I started my period fairly early, at the age of 12. At first it was ‘normal’, but after a few years, the mild cramping that I was used to experiencing morphed into something different entirely – excruciating pain that left me in tears and unable to move.
Every month without fail, I would become bedbound for days at a time, wondering why it was just me that was so badly affected by my period, dreading the conversation I was going to have to have with my school about my rapidly falling attendance. I became depressed and anxious in anticipation of every period. I felt like a failure. It seemed like all the other girls my age were handling it, so why couldn’t I?
Endometriosis is a disease which occurs when the tissue which lines the uterus is found in other parts of the abdomen, often resulting in severe pain and inflammation. It affects around 10% of women and yet it is so poorly understood, especially by those in the healthcare profession. According to the Endometriosis Association’s research registry, 61% of endometriosis patients have been told by a healthcare professional there was nothing wrong with them.
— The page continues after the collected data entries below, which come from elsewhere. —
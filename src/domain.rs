use std::fmt;
use std::str::FromStr;
use std::sync::LazyLock;

use regex::Regex;
use serde::{Deserialize, Serialize};

use crate::error::ProfilerError;

static CATALOG_ID_RE: LazyLock<Regex> = LazyLock::new(|| {
    Regex::new(r"^[0-9A-Za-z]+$").expect("catalog id pattern is valid")
});

fn parse_catalog_id(value: &str) -> Result<String, ProfilerError> {
    let trimmed = value.trim();
    if !CATALOG_ID_RE.is_match(trimmed) {
        return Err(ProfilerError::InvalidId(value.to_string()));
    }
    Ok(trimmed.to_string())
}

#[derive(Debug, Clone, PartialEq, Eq, Hash, PartialOrd, Ord, Serialize, Deserialize)]
pub struct TrackId(String);

impl TrackId {
    pub fn as_str(&self) -> &str {
        &self.0
    }
}

impl fmt::Display for TrackId {
    fn fmt(&self, f: &mut fmt::Formatter<'_>) -> fmt::Result {
        write!(f, "{}", self.0)
    }
}

impl FromStr for TrackId {
    type Err = ProfilerError;

    fn from_str(value: &str) -> Result<Self, Self::Err> {
        parse_catalog_id(value).map(Self)
    }
}

#[derive(Debug, Clone, PartialEq, Eq, Hash, PartialOrd, Ord, Serialize, Deserialize)]
pub struct ArtistId(String);

impl ArtistId {
    pub fn as_str(&self) -> &str {
        &self.0
    }
}

impl fmt::Display for ArtistId {
    fn fmt(&self, f: &mut fmt::Formatter<'_>) -> fmt::Result {
        write!(f, "{}", self.0)
    }
}

impl FromStr for ArtistId {
    type Err = ProfilerError;

    fn from_str(value: &str) -> Result<Self, Self::Err> {
        parse_catalog_id(value).map(Self)
    }
}

/// Which listening-history collection an analysis reads from.
#[derive(Debug, Clone, Copy, PartialEq, Eq, Hash, Serialize, Deserialize)]
#[serde(rename_all = "snake_case")]
pub enum SourceKind {
    TopTracks,
    SavedTracks,
}

impl fmt::Display for SourceKind {
    fn fmt(&self, f: &mut fmt::Formatter<'_>) -> fmt::Result {
        match self {
            SourceKind::TopTracks => write!(f, "top tracks"),
            SourceKind::SavedTracks => write!(f, "saved tracks"),
        }
    }
}

impl FromStr for SourceKind {
    type Err = ProfilerError;

    fn from_str(value: &str) -> Result<Self, Self::Err> {
        match value.trim().to_lowercase().replace('-', "_").as_str() {
            "top" | "top_tracks" => Ok(SourceKind::TopTracks),
            "saved" | "saved_tracks" => Ok(SourceKind::SavedTracks),
            _ => Err(ProfilerError::InvalidSourceKind(value.to_string())),
        }
    }
}

/// An artist credited on a history item. Local or unavailable artists may
/// come back without an id.
#[derive(Debug, Clone, PartialEq, Eq)]
pub struct ArtistRef {
    pub id: Option<ArtistId>,
    pub name: String,
}

#[derive(Debug, Clone, PartialEq, Eq)]
pub struct HistoryItem {
    pub id: TrackId,
    pub artists: Vec<ArtistRef>,
}

impl HistoryItem {
    /// First-listed artist, if the item credits any.
    pub fn primary_artist(&self) -> Option<&ArtistRef> {
        self.artists.first()
    }
}

#[derive(Debug, Clone, PartialEq, Eq)]
pub struct ArtistRecord {
    pub id: ArtistId,
    pub name: String,
    pub genres: Vec<String>,
}

/// Opaque continuation token handed back by the catalog service.
#[derive(Debug, Clone, PartialEq, Eq)]
pub struct Cursor(String);

impl Cursor {
    /// Returns `None` for an empty token, which marks the end of a collection.
    pub fn new(value: impl Into<String>) -> Option<Self> {
        let value = value.into();
        if value.trim().is_empty() {
            None
        } else {
            Some(Self(value))
        }
    }

    pub fn as_str(&self) -> &str {
        &self.0
    }
}

#[derive(Debug, Clone, PartialEq, Eq)]
pub struct Page<T> {
    pub items: Vec<T>,
    pub next: Option<Cursor>,
}

impl<T> Page<T> {
    pub fn new(items: Vec<T>, next: Option<Cursor>) -> Self {
        Self { items, next }
    }

    pub fn last(items: Vec<T>) -> Self {
        Self { items, next: None }
    }
}

/// Labels ordered by descending occurrence count. Never longer than
/// [`MAX_RANKED`].
#[derive(Debug, Clone, Default, PartialEq, Eq, Serialize, Deserialize)]
#[serde(transparent)]
pub struct RankedList(Vec<String>);

pub const MAX_RANKED: usize = 5;

impl RankedList {
    pub(crate) fn from_ranked(mut labels: Vec<String>) -> Self {
        labels.truncate(MAX_RANKED);
        Self(labels)
    }

    pub fn as_slice(&self) -> &[String] {
        &self.0
    }

    pub fn len(&self) -> usize {
        self.0.len()
    }

    pub fn is_empty(&self) -> bool {
        self.0.is_empty()
    }

    pub fn iter(&self) -> impl Iterator<Item = &str> {
        self.0.iter().map(String::as_str)
    }
}

#[derive(Debug, Clone, PartialEq, Eq, Serialize, Deserialize)]
pub struct Profile {
    pub top_genres: RankedList,
    pub top_artists: RankedList,
    pub archetype: String,
}
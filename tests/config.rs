use std::fs;

use assert_matches::assert_matches;

use listening_profiler::config::{Config, ConfigLoader, resolve_token};
use listening_profiler::error::ProfilerError;

#[test]
fn load_config_file_with_custom_table() {
    let temp = tempfile::tempdir().unwrap();
    let path = temp.path().join("listening-profiler.json");
    fs::write(
        &path,
        r#"{
            "max_batch_size": 10,
            "top_n": 3,
            "deadline_secs": 45,
            "archetypes": {
                "fallback": "WANDERER",
                "entries": [
                    { "name": "NIGHT_OWL", "genres": ["darkwave", "synthwave"] },
                    { "name": "SUNRISE", "genres": ["pop"] }
                ]
            }
        }"#,
    )
    .unwrap();

    let resolved = ConfigLoader::resolve(Some(path.to_str().unwrap())).unwrap();
    assert_eq!(resolved.analysis.max_batch_size, 10);
    assert_eq!(resolved.analysis.top_n, 3);
    assert_eq!(resolved.analysis.saved_tracks_page_size, 5);
    assert_eq!(resolved.deadline.map(|d| d.as_secs()), Some(45));
    assert_eq!(resolved.archetypes.fallback(), "WANDERER");
    assert_eq!(resolved.archetypes.classify(&["synthwave"]), "NIGHT_OWL");
    assert_eq!(resolved.archetypes.classify(&["jazz"]), "WANDERER");
}

#[test]
fn missing_explicit_file_is_an_error() {
    let temp = tempfile::tempdir().unwrap();
    let path = temp.path().join("absent.json");
    assert_matches!(
        ConfigLoader::resolve(Some(path.to_str().unwrap())),
        Err(ProfilerError::ConfigRead(_))
    );
}

#[test]
fn invalid_json_is_a_parse_error() {
    let temp = tempfile::tempdir().unwrap();
    let path = temp.path().join("broken.json");
    fs::write(&path, "{ not json").unwrap();
    assert_matches!(
        ConfigLoader::resolve(Some(path.to_str().unwrap())),
        Err(ProfilerError::ConfigParse(_))
    );
}

#[test]
fn table_with_matchable_fallback_rejected() {
    let config: Config = serde_json::from_str(
        r#"{ "archetypes": { "entries": [ { "name": "OUTLIER", "genres": ["noise"] } ] } }"#,
    )
    .unwrap();
    assert_matches!(
        ConfigLoader::resolve_config(config),
        Err(ProfilerError::InvalidArchetypeTable(_))
    );
}

#[test]
fn non_http_base_url_rejected() {
    let config = Config {
        api_base_url: Some("ftp://catalog".to_string()),
        ..Config::default()
    };
    assert_matches!(
        ConfigLoader::resolve_config(config),
        Err(ProfilerError::InvalidConfig(_))
    );
}

#[test]
fn token_flag_is_trimmed() {
    assert_eq!(resolve_token(Some("  abc123 ".to_string())).unwrap(), "abc123");
}
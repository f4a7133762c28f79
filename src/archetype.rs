use std::collections::{BTreeSet, HashSet};

use serde::{Deserialize, Serialize};

use crate::error::ProfilerError;

pub const FALLBACK_ARCHETYPE: &str = "OUTLIER";

const BUILTIN: &[(&str, &[&str])] = &[
    ("RISKLORD", &["metal", "hardcore", "punk", "drum and bass"]),
    ("STRATEGIST", &["techno", "classical", "ambient", "progressive"]),
    ("OPTIMIST", &["funk", "disco", "pop", "groove"]),
    ("HUSTLER", &["rap", "trap", "drill", "afrobeat"]),
    ("ZEN_INVESTOR", &["jazz", "lo-fi", "indie folk", "instrumental"]),
    (
        "CHAOS_SELECTOR",
        &["hyperpop", "experimental", "electronic", "indie alt"],
    ),
];

#[derive(Debug, Clone, PartialEq, Eq, Serialize, Deserialize)]
pub struct Archetype {
    pub name: String,
    pub genres: BTreeSet<String>,
}

/// Serialized form of an archetype table, as found in config files.
#[derive(Debug, Clone, Deserialize, Serialize)]
pub struct ArchetypeTableConfig {
    #[serde(default)]
    pub fallback: Option<String>,
    pub entries: Vec<Archetype>,
}

/// Named genre sets plus one fallback name that can never be matched, only
/// chosen when no single archetype wins outright.
#[derive(Debug, Clone, PartialEq, Eq)]
pub struct ArchetypeTable {
    entries: Vec<Archetype>,
    fallback: String,
}

#[derive(Debug, Clone, PartialEq, Eq, Serialize)]
pub struct ArchetypeScore {
    pub name: String,
    pub score: usize,
}

impl ArchetypeTable {
    pub fn builtin() -> Self {
        let entries = BUILTIN
            .iter()
            .map(|(name, genres)| Archetype {
                name: name.to_string(),
                genres: genres.iter().map(|g| g.to_string()).collect(),
            })
            .collect();
        Self {
            entries,
            fallback: FALLBACK_ARCHETYPE.to_string(),
        }
    }

    pub fn new(entries: Vec<Archetype>, fallback: impl Into<String>) -> Result<Self, ProfilerError> {
        let fallback = fallback.into();
        if fallback.trim().is_empty() {
            return Err(ProfilerError::InvalidArchetypeTable(
                "fallback name is empty".to_string(),
            ));
        }
        let mut seen = HashSet::new();
        for entry in &entries {
            if entry.name.trim().is_empty() {
                return Err(ProfilerError::InvalidArchetypeTable(
                    "archetype name is empty".to_string(),
                ));
            }
            if entry.name == fallback {
                return Err(ProfilerError::InvalidArchetypeTable(format!(
                    "{} is the fallback and cannot define genres",
                    entry.name
                )));
            }
            if !seen.insert(entry.name.as_str()) {
                return Err(ProfilerError::InvalidArchetypeTable(format!(
                    "duplicate archetype {}",
                    entry.name
                )));
            }
        }
        Ok(Self { entries, fallback })
    }

    pub fn from_config(config: ArchetypeTableConfig) -> Result<Self, ProfilerError> {
        let fallback = config
            .fallback
            .unwrap_or_else(|| FALLBACK_ARCHETYPE.to_string());
        Self::new(config.entries, fallback)
    }

    pub fn entries(&self) -> &[Archetype] {
        &self.entries
    }

    pub fn fallback(&self) -> &str {
        &self.fallback
    }

    /// Number of each archetype's defining genres present in `genres`, in
    /// table order. Repeated input genres count once.
    pub fn scores<S: AsRef<str>>(&self, genres: &[S]) -> Vec<ArchetypeScore> {
        let listener: HashSet<&str> = genres.iter().map(|genre| genre.as_ref()).collect();
        self.entries
            .iter()
            .map(|entry| ArchetypeScore {
                name: entry.name.clone(),
                score: entry
                    .genres
                    .iter()
                    .filter(|genre| listener.contains(genre.as_str()))
                    .count(),
            })
            .collect()
    }

    /// Strict winner-take-all: the single archetype with the highest non-zero
    /// score, or the fallback on zero or a tie.
    pub fn classify<S: AsRef<str>>(&self, genres: &[S]) -> &str {
        let scores = self.scores(genres);
        let best = scores.iter().map(|s| s.score).max().unwrap_or(0);
        if best == 0 {
            return &self.fallback;
        }
        let mut winners = self.entries.iter().zip(&scores).filter(|(_, s)| s.score == best);
        match (winners.next(), winners.next()) {
            (Some((entry, _)), None) => &entry.name,
            _ => &self.fallback,
        }
    }

    /// Every name the classifier can return, fallback last.
    pub fn names(&self) -> impl Iterator<Item = &str> {
        self.entries
            .iter()
            .map(|entry| entry.name.as_str())
            .chain(std::iter::once(self.fallback.as_str()))
    }
}

impl Default for ArchetypeTable {
    fn default() -> Self {
        Self::builtin()
    }
}
//! MCP server implementation.
//!
//! The server owns the configuration and the frozen handler registry. It
//! accepts connections from the configured transport, runs each as a
//! [`Session`] on its own task, and on shutdown closes every session and
//! waits for them to drain.

use metrics_exporter_prometheus::PrometheusHandle;
use std::collections::HashMap;
use std::future::Future;
use std::sync::Arc;
use tokio::task::JoinSet;
use tracing::{debug, error, info};

use crate::config::{Config, TransportKind};
use crate::error::Result;
use crate::http::{HttpSettings, HttpTransport};
use crate::mcp::dispatcher::Dispatcher;
use crate::mcp::registry::HandlerRegistry;
use crate::mcp::session::{Session, SessionHandle, SessionId, SessionOptions, SessionState};
use crate::mcp::transport::{StdioTransport, Transport};
use crate::observe::EventSink;
use crate::VERSION;

/// MCP server.
pub struct McpServer {
    config: Config,
    dispatcher: Arc<Dispatcher>,
    sink: Arc<dyn EventSink>,
    metrics: Option<PrometheusHandle>,
}

impl McpServer {
    /// Create a server. The registry is frozen from here on.
    pub fn new(config: Config, registry: HandlerRegistry, sink: Arc<dyn EventSink>) -> Self {
        info!("Registered {} methods", registry.len());
        let dispatcher = Arc::new(Dispatcher::new(Arc::new(registry), sink.clone()));
        Self {
            config,
            dispatcher,
            sink,
            metrics: None,
        }
    }

    /// Expose a Prometheus recorder on the HTTP transport's `/metrics`.
    pub fn with_metrics(mut self, handle: PrometheusHandle) -> Self {
        self.metrics = Some(handle);
        self
    }

    pub fn config(&self) -> &Config {
        &self.config
    }

    fn session_options(&self) -> SessionOptions {
        SessionOptions {
            drain_timeout: self.config.drain_timeout,
            dispatch: self.config.dispatch,
        }
    }

    /// Run on the configured transport until SIGINT/SIGTERM, or until the
    /// stdio session ends.
    pub async fn serve(&self) -> Result<()> {
        info!("Starting Doxie MCP server v{}", VERSION);

        let transport: Arc<dyn Transport> = match self.config.transport {
            TransportKind::Stdio => {
                info!("Starting stdio transport...");
                Arc::new(StdioTransport::new().max_frame_bytes(self.config.max_frame_bytes))
            }
            TransportKind::Http => {
                let mut transport = HttpTransport::new(HttpSettings::from_config(&self.config));
                if let Some(handle) = &self.metrics {
                    transport = transport.with_metrics(handle.clone());
                }
                Arc::new(transport.bind().await?)
            }
        };

        self.serve_with(transport, shutdown_signal()).await
    }

    /// Run on `transport` until `shutdown` resolves or the transport stops
    /// producing connections and every session has closed.
    pub async fn serve_with<F>(&self, transport: Arc<dyn Transport>, shutdown: F) -> Result<()>
    where
        F: Future<Output = ()> + Send,
    {
        tokio::pin!(shutdown);
        let mut sessions: JoinSet<SessionId> = JoinSet::new();
        let mut handles: HashMap<SessionId, SessionHandle> = HashMap::new();
        let mut accepting = true;

        loop {
            if !accepting && sessions.is_empty() {
                debug!("No more connections and no live sessions");
                break;
            }

            tokio::select! {
                _ = &mut shutdown => {
                    info!("Shutdown signal received");
                    break;
                }
                connection = transport.accept(), if accepting => match connection {
                    Some(connection) => {
                        let (session, handle) = Session::new(
                            connection,
                            self.dispatcher.clone(),
                            self.session_options(),
                            self.sink.clone(),
                        );
                        let id = handle.id().clone();
                        handles.insert(id.clone(), handle);
                        sessions.spawn(async move {
                            let reason = session.run().await;
                            debug!("Session {} ended: {}", id, reason);
                            id
                        });
                    }
                    None => {
                        debug!("Transport stopped accepting connections");
                        accepting = false;
                    }
                },
                Some(joined) = sessions.join_next(), if !sessions.is_empty() => {
                    forget_session(&mut handles, joined);
                }
            }
        }

        transport.shutdown().await;
        if !handles.is_empty() {
            info!("Closing {} session(s)", handles.len());
        }
        for handle in handles.values() {
            handle.close();
        }
        while let Some(joined) = sessions.join_next().await {
            forget_session(&mut handles, joined);
        }

        let result = transport.finish().await;
        info!("MCP server stopped");
        result
    }
}

fn forget_session(
    handles: &mut HashMap<SessionId, SessionHandle>,
    joined: std::result::Result<SessionId, tokio::task::JoinError>,
) {
    match joined {
        Ok(id) => {
            handles.remove(&id);
        }
        Err(e) => {
            error!("Session task failed: {}", e);
            handles.retain(|_, handle| handle.state() != SessionState::Closed);
        }
    }
}

/// Resolves on SIGINT, or SIGTERM on Unix.
pub async fn shutdown_signal() {
    let ctrl_c = async {
        if let Err(e) = tokio::signal::ctrl_c().await {
            error!("Failed to listen for ctrl-c: {}", e);
            std::future::pending::<()>().await;
        }
    };

    #[cfg(unix)]
    let terminate = async {
        use tokio::signal::unix::{signal, SignalKind};
        match signal(SignalKind::terminate()) {
            Ok(mut stream) => {
                stream.recv().await;
            }
            Err(e) => {
                error!("Failed to listen for SIGTERM: {}", e);
                std::future::pending::<()>().await;
            }
        }
    };

    #[cfg(not(unix))]
    let terminate = std::future::pending::<()>();

    tokio::select! {
        _ = ctrl_c => {},
        _ = terminate => {},
    }
}
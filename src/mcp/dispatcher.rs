//! Request dispatch: lookup, validation, invocation and failure translation.

use futures::FutureExt;
use serde_json::Value;
use std::panic::AssertUnwindSafe;
use std::sync::Arc;
use std::time::Instant;
use tracing::{debug, error, warn};

use crate::error::{Error, Result};
use crate::mcp::protocol::{
    ErrorKind, JsonRpcError, JsonRpcNotification, JsonRpcRequest, JsonRpcResponse,
};
use crate::mcp::registry::HandlerRegistry;
use crate::mcp::session::RequestContext;
use crate::observe::{Event, EventSink};

/// Routes decoded messages to registered handlers.
pub struct Dispatcher {
    registry: Arc<HandlerRegistry>,
    sink: Arc<dyn EventSink>,
}

impl Dispatcher {
    pub fn new(registry: Arc<HandlerRegistry>, sink: Arc<dyn EventSink>) -> Self {
        Self { registry, sink }
    }

    async fn invoke(&self, method: &str, params: Value, ctx: RequestContext) -> Result<Value> {
        let entry = self
            .registry
            .get(method)
            .ok_or_else(|| Error::MethodNotFound(method.to_string()))?;

        entry
            .validator
            .validate(&params)
            .map_err(Error::InvalidParams)?;

        match AssertUnwindSafe(entry.handler.call(params, ctx))
            .catch_unwind()
            .await
        {
            Ok(result) => result,
            Err(_) => {
                error!("Handler for {} panicked", method);
                Err(Error::Internal(format!("handler for {} panicked", method)))
            }
        }
    }

    /// Handle a request.
    ///
    /// Returns `None` if the request's cancellation token fired first; the
    /// canceller is then responsible for the response.
    pub async fn handle_request(
        &self,
        request: JsonRpcRequest,
        ctx: RequestContext,
    ) -> Option<JsonRpcResponse> {
        debug!("Handling request: {} (id: {})", request.method, request.id);
        let started = Instant::now();
        let cancel = ctx.cancel.clone();
        let params = request.params.unwrap_or(Value::Null);

        let result = tokio::select! {
            biased;
            _ = cancel.cancelled() => {
                metrics::counter!(
                    "doxie_requests_total",
                    "method" => request.method.clone(),
                    "outcome" => "cancelled"
                )
                .increment(1);
                return None;
            }
            result = self.invoke(&request.method, params, ctx) => result,
        };

        let outcome = match &result {
            Ok(_) => "ok",
            Err(e) => e.kind().as_str(),
        };
        metrics::counter!(
            "doxie_requests_total",
            "method" => request.method.clone(),
            "outcome" => outcome
        )
        .increment(1);
        metrics::histogram!("doxie_request_duration_seconds", "method" => request.method.clone())
            .record(started.elapsed().as_secs_f64());

        Some(match result {
            Ok(value) => JsonRpcResponse::success(request.id, value),
            Err(e) => {
                debug!("Request {} ({}) failed: {}", request.id, request.method, e);
                JsonRpcResponse::failure(request.id, error_object(e))
            }
        })
    }

    /// Handle a notification. The outcome is never sent to the peer; failures
    /// are reported to the event sink.
    pub async fn handle_notification(&self, notification: JsonRpcNotification, ctx: RequestContext) {
        debug!("Handling notification: {}", notification.method);
        let session = ctx.session_id.clone();
        let params = notification.params.unwrap_or(Value::Null);

        if let Err(e) = self.invoke(&notification.method, params, ctx).await {
            warn!("Notification {} failed: {}", notification.method, e);
            self.sink.emit(Event::notification_failed(
                session,
                notification.method,
                e.kind(),
                e.to_string(),
            ));
        }
    }
}

/// Translate a failure into the error object sent to the peer.
pub fn error_object(error: Error) -> JsonRpcError {
    match error {
        Error::Handler { code, message } => JsonRpcError::handler(code, message, None),
        Error::MethodNotFound(method) => JsonRpcError::new(
            ErrorKind::MethodNotFound,
            format!("Method not found: {}", method),
        ),
        Error::InvalidParams(reason) => JsonRpcError::new(ErrorKind::InvalidParams, reason),
        Error::InvalidRequest(reason) => JsonRpcError::new(ErrorKind::InvalidRequest, reason),
        Error::Cancelled => JsonRpcError::new(ErrorKind::Cancelled, "Request cancelled"),
        Error::Internal(reason) => JsonRpcError::new(ErrorKind::Internal, reason),
        other => JsonRpcError::handler(
            crate::mcp::protocol::error_codes::HANDLER_ERROR,
            other.to_string(),
            None,
        ),
    }
}

#[cfg(test)]
mod tests {
    use super::*;
    use crate::mcp::registry::handler_fn;
    use crate::mcp::schema::{AnyInput, Schema};
    use crate::mcp::session::{Session, SessionId, SessionOptions};
    use crate::mcp::protocol::RequestId;
    use crate::mcp::transport::Connection;
    use crate::observe::MemorySink;
    use serde_json::json;

    fn registry() -> HandlerRegistry {
        let mut registry = HandlerRegistry::new();
        registry
            .register(
                "echo",
                Arc::new(Schema::new(json!({
                    "type": "object",
                    "properties": {"x": {"type": "integer"}},
                    "required": ["x"]
                }))),
                handler_fn(|params, _ctx| async move { Ok::<_, Error>(params) }),
            )
            .unwrap();
        registry
            .register(
                "fail",
                Arc::new(AnyInput),
                handler_fn(|_params, _ctx| async {
                    Err::<Value, _>(Error::handler(4242, "quota exceeded"))
                }),
            )
            .unwrap();
        registry
            .register(
                "panic",
                Arc::new(AnyInput),
                handler_fn(|_params, _ctx| async {
                    if true {
                        panic!("handler bug");
                    }
                    Ok::<_, Error>(Value::Null)
                }),
            )
            .unwrap();
        registry
    }

    /// A dispatcher plus a live request context to call it with.
    fn setup() -> (Dispatcher, RequestContext, Arc<MemorySink>) {
        let sink = Arc::new(MemorySink::new());
        let registry = Arc::new(registry());
        let dispatcher = Dispatcher::new(registry.clone(), sink.clone());

        let (connection, _inbound, _queue) = Connection::pair(SessionId::from("test"), 4);
        let (_session, handle) = Session::new(
            connection,
            Arc::new(Dispatcher::new(registry, sink.clone())),
            SessionOptions::default(),
            sink.clone(),
        );
        let ctx = handle.context_for(Some(RequestId::Number(1)));
        (dispatcher, ctx, sink)
    }

    fn request(method: &str, params: Value) -> JsonRpcRequest {
        JsonRpcRequest::new(RequestId::Number(1), method, Some(params))
    }

    #[tokio::test]
    async fn test_success() {
        let (dispatcher, ctx, _) = setup();
        let response = dispatcher
            .handle_request(request("echo", json!({"x": 5})), ctx)
            .await
            .unwrap();
        assert_eq!(response.result, Some(json!({"x": 5})));
    }

    #[tokio::test]
    async fn test_method_not_found() {
        let (dispatcher, ctx, _) = setup();
        let response = dispatcher
            .handle_request(request("nope", json!({})), ctx)
            .await
            .unwrap();
        assert_eq!(response.id, RequestId::Number(1));
        assert_eq!(response.error_kind(), Some(ErrorKind::MethodNotFound));
    }

    #[tokio::test]
    async fn test_invalid_params_skip_handler() {
        let (dispatcher, ctx, _) = setup();
        let response = dispatcher
            .handle_request(request("echo", json!({"x": "five"})), ctx)
            .await
            .unwrap();
        assert_eq!(response.error_kind(), Some(ErrorKind::InvalidParams));
    }

    #[tokio::test]
    async fn test_handler_error_keeps_code() {
        let (dispatcher, ctx, _) = setup();
        let response = dispatcher
            .handle_request(request("fail", json!({})), ctx)
            .await
            .unwrap();
        let error = response.error.unwrap();
        assert_eq!(error.code, 4242);
        assert_eq!(error.kind, Some(ErrorKind::HandlerError));
        assert_eq!(error.message, "quota exceeded");
    }

    #[tokio::test]
    async fn test_panic_becomes_internal_error() {
        let (dispatcher, ctx, _) = setup();
        let response = dispatcher
            .handle_request(request("panic", json!({})), ctx)
            .await
            .unwrap();
        assert_eq!(response.error_kind(), Some(ErrorKind::Internal));
    }

    #[tokio::test]
    async fn test_cancelled_request_yields_nothing() {
        let (dispatcher, ctx, _) = setup();
        ctx.cancel.cancel();
        let response = dispatcher
            .handle_request(request("echo", json!({"x": 1})), ctx)
            .await;
        assert!(response.is_none());
    }

    #[tokio::test]
    async fn test_notification_failure_reported_to_sink() {
        let (dispatcher, ctx, sink) = setup();
        dispatcher
            .handle_notification(JsonRpcNotification::new("nope", None), ctx)
            .await;

        let failures = sink.notification_failures();
        assert_eq!(failures.len(), 1);
        assert_eq!(failures[0].0, "nope");
        assert_eq!(failures[0].1, ErrorKind::MethodNotFound);
    }

    #[test]
    fn test_unclassified_errors_are_handler_errors() {
        let error = error_object(Error::Transport("stdin".into()));
        assert_eq!(error.kind, Some(ErrorKind::HandlerError));
        assert_eq!(error.code, -32000);
    }
}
But this goes deeper than a simple misunderstanding. This is about society’s normalisation of menstrual pain: a 2006 study of women with endometriosis showed that one of the reasons for diagnostic delay was that menstrual pain was not seen as a legitimate reason to see a doctor.Many of the women I know with this condition simply thought they were one of the ‘unlucky’ ones who got bad cramps – how were they to know that their periods weren’t ‘normal’? There’s so much stigma around menstruation in our society that many young women do not have a point of comparison.
We need to develop the conversation and engage in discussion about menstruation so that it is no longer a taboo topic. Menstruation is a normal part of life, but debilitating pain is not and it should not be accepted as a ‘part of life’.